Work to be completed: Search the data for the word "static" and copy out every line that has it.

Data:
★ ★ ★ ★ ★
use manta::{GraphConfig, InputFormat, build_graph_from_text_with, detect_format, xml};
use serde_json::Value;
use std::io::Read;

#[derive(Debug)]
enum CliError {
    Usage(&'static str),
    Io(std::io::Error),
    Manta(manta::Error),
    Json(serde_json::Error),
}

impl std::fmt::Display for CliError {
    fn fmt(&self, f: &mut std::fmt::Formatter<'_>) -> std::fmt::Result {
        match self {
            CliError::Usage(msg) => write!(f, "{msg}"),
            CliError::Io(err) => write!(f, "I/O error: {err}"),
            CliError::Manta(err) => write!(f, "{err}"),
            CliError::Json(err) => write!(f, "JSON error: {err}"),
        }
    }
}

impl From<std::io::Error> for CliError {
    fn from(value: std::io::Error) -> Self {
        Self::Io(value)
    }
}

impl From<manta::Error> for CliError {
    fn from(value: manta::Error) -> Self {
        Self::Manta(value)
    }
}

impl From<serde_json::Error> for CliError {
    fn from(value: serde_json::Error) -> Self {
        Self::Json(value)
    }
}

#[derive(Debug, Clone, Copy, Default)]
enum Command {
    #[default]
    Graph,
    Detect,
    Convert,
}

#[derive(Debug, Default)]
struct Args {
    command: Command,
    input: Option<String>,
    pretty: bool,
    format: Option<InputFormat>,
    to: Option<InputFormat>,
    out: Option<String>,
}

fn usage() -> &'static str {
    "manta-cli\n\
\n\
USAGE:\n\
  manta-cli [graph] [--pretty] [--format json|xml] [--out <path>] [<path>|-]\n\
  manta-cli detect [<path>|-]\n\
  manta-cli convert --to json|xml [--format json|xml] [--out <path>] [<path>|-]\n\
\n\
NOTES:\n\
  - If <path> is omitted or '-', input is read from stdin.\n\
  - graph prints the {nodes, connectors} diagram graph as JSON.\n\
  - The input format is auto-detected unless --format is given.\n\
  - convert translates document text between JSON and XML.\n\
"
}

fn parse_args(argv: &[String]) -> Result<Args, CliError> {
    let mut args = Args::default();

    let mut it = argv.iter().skip(1).peekable();
    while let Some(a) = it.next() {
        match a.as_str() {
            "--help" | "-h" => return Err(CliError::Usage(usage())),
            "graph" => args.command = Command::Graph,
            "detect" => args.command = Command::Detect,
            "convert" => args.command = Command::Convert,
            "--pretty" => args.pretty = true,
            "--format" => {
                let Some(format) = it.next() else {
                    return Err(CliError::Usage(usage()));
                };
                args.format = Some(
                    format
                        .parse::<InputFormat>()
                        .map_err(|_| CliError::Usage(usage()))?,
                );
            }
            "--to" => {
                let Some(format) = it.next() else {
                    return Err(CliError::Usage(usage()));
                };
                args.to = Some(
                    format
                        .parse::<InputFormat>()
                        .map_err(|_| CliError::Usage(usage()))?,
                );
            }
            "--out" => {
                let Some(out) = it.next() else {
                    return Err(CliError::Usage(usage()));
                };
                args.out = Some(out.clone());
            }
            other if other.starts_with('-') && other != "-" => {
                return Err(CliError::Usage(usage()));
            }
            path => {
                if args.input.is_some() {
                    return Err(CliError::Usage(usage()));
                }
                args.input = Some(path.to_string());
            }
        }
    }

    if matches!(args.command, Command::Convert) && args.to.is_none() {
        return Err(CliError::Usage(usage()));
    }

    Ok(args)
}

fn read_input(input: Option<&str>) -> Result<String, CliError> {
    match input {
        None | Some("-") => {
            let mut buf = String::new();
            std::io::stdin().read_to_string(&mut buf)?;
            Ok(buf)
        }
        Some(path) => Ok(std::fs::read_to_string(path)?),
    }
}

fn write_text(text: &str, out: Option<&str>) -> Result<(), CliError> {
    match out {
        None => {
            print!("{text}");
            Ok(())
        }
        Some(path) => {
            std::fs::write(path, text)?;
            Ok(())
        }
    }
}

fn parse_value(text: &str, format: InputFormat) -> Result<Value, CliError> {
    match format {
        InputFormat::Json => Ok(serde_json::from_str(text)?),
        InputFormat::Xml => Ok(xml::xml_to_value(text)?),
    }
}

fn run(args: Args) -> Result<(), CliError> {
    let text = read_input(args.input.as_deref())?;
    let format = args.format.unwrap_or_else(|| detect_format(&text));

    match args.command {
        Command::Detect => {
            println!("{}", format.as_str());
            Ok(())
        }
        Command::Graph => {
            let graph = build_graph_from_text_with(&text, format, &GraphConfig::default())?;
            let rendered = if args.pretty {
                serde_json::to_string_pretty(&graph)?
            } else {
                serde_json::to_string(&graph)?
            };
            write_text(&rendered, args.out.as_deref())
        }
        Command::Convert => {
            let value = parse_value(&text, format)?;
            let rendered = match args.to.unwrap_or_default() {
                InputFormat::Json => serde_json::to_string_pretty(&value)?,
                InputFormat::Xml => xml::value_to_xml(&value),
            };
            write_text(&rendered, args.out.as_deref())
        }
    }
}

fn main() {
    let args = match parse_args(&std::env::args().collect::<Vec<_>>()) {
        Ok(v) => v,
        Err(CliError::Usage(msg)) => {
            eprintln!("{msg}");
            std::process::exit(2);
        }
        Err(err) => {
            eprintln!("{err}");
            std::process::exit(1);
        }
    };

    match run(args) {
        Ok(()) => {}
        Err(err) => {
            eprintln!("{err}");
            std::process::exit(1);
        }
    }
}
★ ★ ★ ★ ★
Solution for this problem:
    Usage(&'static str),
fn usage() -> &'static str {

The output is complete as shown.